== Assigned task ==
Could you set down every record exactly as it appears?

[Dataset records]
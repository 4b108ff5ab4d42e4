//! `AppState` — shared state for the SCEP HTTP layer.

use std::sync::Arc;

use scepd_core::dispatcher::DispatcherConfig;
use scepd_core::keystore::{CaHandle, CaStore};

#[derive(Clone)]
pub struct AppState {
    pub ca: Arc<CaHandle>,
    pub store: Arc<dyn CaStore>,
    pub dispatcher_config: Arc<DispatcherConfig>,
}
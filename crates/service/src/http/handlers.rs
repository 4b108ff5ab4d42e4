//! The single SCEP entry point: resolves `operation`, extracts the message
//! bytes from either the GET `message` query parameter or the raw POST body, and converts the
//! dispatcher's response (or error) into an HTTP response.

use axum::body::Bytes;
use axum::extract::{Query, State};
use axum::http::{Method, StatusCode};
use axum::response::{IntoResponse, Response};
use axum::Json;
use base64::{engine::general_purpose::STANDARD as BASE64, Engine};
use serde::Deserialize;

use scepd_core::dispatcher::{dispatch_no_body, dispatch_pki_operation, ResponseContentType};
use scepd_core::error::{CoreError, ErrorKind};
use scepd_types::prelude::{ErrorBody, Operation};

use super::state::AppState;

#[derive(Debug, Deserialize)]
pub struct ScepQuery {
    pub operation: Option<String>,
    pub message: Option<String>,
}

pub async fn scep_handler(
    State(state): State<AppState>,
    method: Method,
    Query(query): Query<ScepQuery>,
    body: Bytes,
) -> Response {
    let Some(operation_str) = query.operation.as_deref() else {
        return error_response(
            StatusCode::NOT_FOUND,
            "unknown-operation",
            "missing operation query parameter",
        );
    };

    let operation: Operation = match operation_str.parse() {
        Ok(op) => op,
        Err(_) => {
            return error_response(
                StatusCode::NOT_FOUND,
                "unknown-operation",
                format!("unrecognized operation `{operation_str}`"),
            )
        }
    };

    tracing::debug!(operation = %operation, "dispatching SCEP request");

    let result = match operation {
        Operation::GetCACert | Operation::GetCACaps => {
            dispatch_no_body(operation, &state.ca, &state.dispatcher_config)
        }
        Operation::PKIOperation => {
            let message_bytes = match extract_pki_message(&method, &query, &body) {
                Ok(bytes) => bytes,
                Err(response) => return response,
            };
            dispatch_pki_operation(
                &message_bytes,
                &state.ca,
                state.store.as_ref(),
                &state.dispatcher_config,
            )
        }
    };

    match result {
        Ok(response) => {
            let content_type = content_type_header(response.content_type);
            ([("content-type", content_type)], response.body).into_response()
        }
        Err(error) => core_error_response(&error),
    }
}

/// For GET, the message is base64 in the `message` query parameter, with the specific client
/// bug of literal `+` characters turning into spaces along the way — tolerated
/// by rewriting spaces back to `+` before decoding. For POST, the body is the raw message bytes,
/// already de-chunked by the HTTP layer regardless of `Transfer-Encoding`.
fn extract_pki_message(
    method: &Method,
    query: &ScepQuery,
    body: &Bytes,
) -> Result<Vec<u8>, Response> {
    if *method == Method::POST {
        return Ok(body.to_vec());
    }

    let Some(message) = query.message.as_deref() else {
        return Err(error_response(
            StatusCode::BAD_REQUEST,
            "transport-malformed",
            "missing message query parameter",
        ));
    };
    let fixed = message.replace(' ', "+");
    BASE64.decode(fixed).map_err(|_| {
        error_response(
            StatusCode::BAD_REQUEST,
            "transport-malformed",
            "message query parameter is not valid base64",
        )
    })
}

fn content_type_header(content_type: ResponseContentType) -> &'static str {
    match content_type {
        ResponseContentType::X509CaCert => "application/x-x509-ca-cert",
        ResponseContentType::X509CaRaCert => "application/x-x509-ca-ra-cert",
        ResponseContentType::PkiMessage => "application/x-pki-message",
        ResponseContentType::PlainText => "text/plain",
    }
}

fn core_error_response(error: &CoreError) -> Response {
    let kind = error.kind();
    let status = match kind {
        ErrorKind::TransportMalformed => StatusCode::BAD_REQUEST,
        ErrorKind::UnknownOperation => StatusCode::NOT_FOUND,
        ErrorKind::MessageMalformed => StatusCode::BAD_REQUEST,
        ErrorKind::SignatureInvalid => StatusCode::BAD_REQUEST,
        ErrorKind::EnvelopeFailure => StatusCode::BAD_REQUEST,
        ErrorKind::CsrInvalid => StatusCode::BAD_REQUEST,
        ErrorKind::ChallengeFailed => StatusCode::BAD_REQUEST,
        ErrorKind::PolicyDenied => StatusCode::BAD_REQUEST,
        ErrorKind::Internal => {
            tracing::error!(error = %error, "internal error handling SCEP request");
            StatusCode::INTERNAL_SERVER_ERROR
        }
    };
    error_response(status, kind.as_str(), error.to_string())
}

/// Every failed request, whether rejected before dispatch or by the dispatcher itself, answers
/// with the same `{error, detail}` JSON shape.
fn error_response(status: StatusCode, error: &str, detail: impl Into<String>) -> Response {
    (status, Json(ErrorBody::new(error, detail))).into_response()
}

== Reply to the exercise ==
repository 4b108ff5ab4d42e4
//! `AppState` — shared state for the SCEP HTTP layer.

use std::sync::Arc;

use scepd_core::dispatcher::DispatcherConfig;
use scepd_core::keystore::{CaHandle, CaStore};

#[derive(Clone)]
pub struct AppState {
    pub ca: Arc<CaHandle>,
    pub store: Arc<dyn CaStore>,
    pub dispatcher_config: Arc<DispatcherConfig>,
}
filename crates/service/src/http/handlers.rs
repository 4b108ff5ab4d42e4
//! The single SCEP entry point: resolves `operation`, extracts the message
//! bytes from either the GET `message` query parameter or the raw POST body, and converts the
//! dispatcher's response (or error) into an HTTP response.

use axum::body::Bytes;
use axum::extract::{Query, State};
use axum::http::{Method, StatusCode};
use axum::response::{IntoResponse, Response};
use axum::Json;
use base64::{engine::general_purpose::STANDARD as BASE64, Engine};
use serde::Deserialize;

use scepd_core::dispatcher::{dispatch_no_body, dispatch_pki_operation, ResponseContentType};
use scepd_core::error::{CoreError, ErrorKind};
use scepd_types::prelude::{ErrorBody, Operation};

use super::state::AppState;

#[derive(Debug, Deserialize)]
pub struct ScepQuery {
    pub operation: Option<String>,
    pub message: Option<String>,
}

pub async fn scep_handler(
    State(state): State<AppState>,
    method: Method,
    Query(query): Query<ScepQuery>,
    body: Bytes,
) -> Response {
    let Some(operation_str) = query.operation.as_deref() else {
        return error_response(
            StatusCode::NOT_FOUND,
            "unknown-operation",
            "missing operation query parameter",
        );
    };

    let operation: Operation = match operation_str.parse() {
        Ok(op) => op,
        Err(_) => {
            return error_response(
                StatusCode::NOT_FOUND,
                "unknown-operation",
                format!("unrecognized operation `{operation_str}`"),
            )
        }
    };

    tracing::debug!(operation = %operation, "dispatching SCEP request");

    let result = match operation {
        Operation::GetCACert | Operation::GetCACaps => {
            dispatch_no_body(operation, &state.ca, &state.dispatcher_config)
        }
        Operation::PKIOperation => {
            let message_bytes = match extract_pki_message(&method, &query, &body) {
                Ok(bytes) => bytes,
                Err(response) => return response,
            };
            dispatch_pki_operation(
                &message_bytes,
                &state.ca,
                state.store.as_ref(),
                &state.dispatcher_config,
            )
        }
    };

    match result {
        Ok(response) => {
            let content_type = content_type_header(response.content_type);
            ([("content-type", content_type)], response.body).into_response()
        }
        Err(error) => core_error_response(&error),
    }
}

/// For GET, the message is base64 in the `message` query parameter, with the specific client
/// bug of literal `+` characters turning into spaces along the way — tolerated
/// by rewriting spaces back to `+` before decoding. For POST, the body is the raw message bytes,
/// already de-chunked by the HTTP layer regardless of `Transfer-Encoding`.
fn extract_pki_message(
    method: &Method,
    query: &ScepQuery,
    body: &Bytes,
) -> Result<Vec<u8>, Response> {
    if *method == Method::POST {
        return Ok(body.to_vec());
    }

    let Some(message) = query.message.as_deref() else {
        return Err(error_response(
            StatusCode::BAD_REQUEST,
            "transport-malformed",
            "missing message query parameter",
        ));
    };
    let fixed = message.replace(' ', "+");
    BASE64.decode(fixed).map_err(|_| {
        error_response(
            StatusCode::BAD_REQUEST,
            "transport-malformed",
            "message query parameter is not valid base64",
        )
    })
}

fn content_type_header(content_type: ResponseContentType) -> &'static str {
    match content_type {
        ResponseContentType::X509CaCert => "application/x-x509-ca-cert",
        ResponseContentType::X509CaRaCert => "application/x-x509-ca-ra-cert",
        ResponseContentType::PkiMessage => "application/x-pki-message",
        ResponseContentType::PlainText => "text/plain",
    }
}

fn core_error_response(error: &CoreError) -> Response {
    let kind = error.kind();
    let status = match kind {
        ErrorKind::TransportMalformed => StatusCode::BAD_REQUEST,
        ErrorKind::UnknownOperation => StatusCode::NOT_FOUND,
        ErrorKind::MessageMalformed => StatusCode::BAD_REQUEST,
        ErrorKind::SignatureInvalid => StatusCode::BAD_REQUEST,
        ErrorKind::EnvelopeFailure => StatusCode::BAD_REQUEST,
        ErrorKind::CsrInvalid => StatusCode::BAD_REQUEST,
        ErrorKind::ChallengeFailed => StatusCode::BAD_REQUEST,
        ErrorKind::PolicyDenied => StatusCode::BAD_REQUEST,
        ErrorKind::Internal => {
            tracing::error!(error = %error, "internal error handling SCEP request");
            StatusCode::INTERNAL_SERVER_ERROR
        }
    };
    error_response(status, kind.as_str(), error.to_string())
}

/// Every failed request, whether rejected before dispatch or by the dispatcher itself, answers
/// with the same `{error, detail}` JSON shape.
fn error_response(status: StatusCode, error: &str, detail: impl Into<String>) -> Response {
    (status, Json(ErrorBody::new(error, detail))).into_response()
}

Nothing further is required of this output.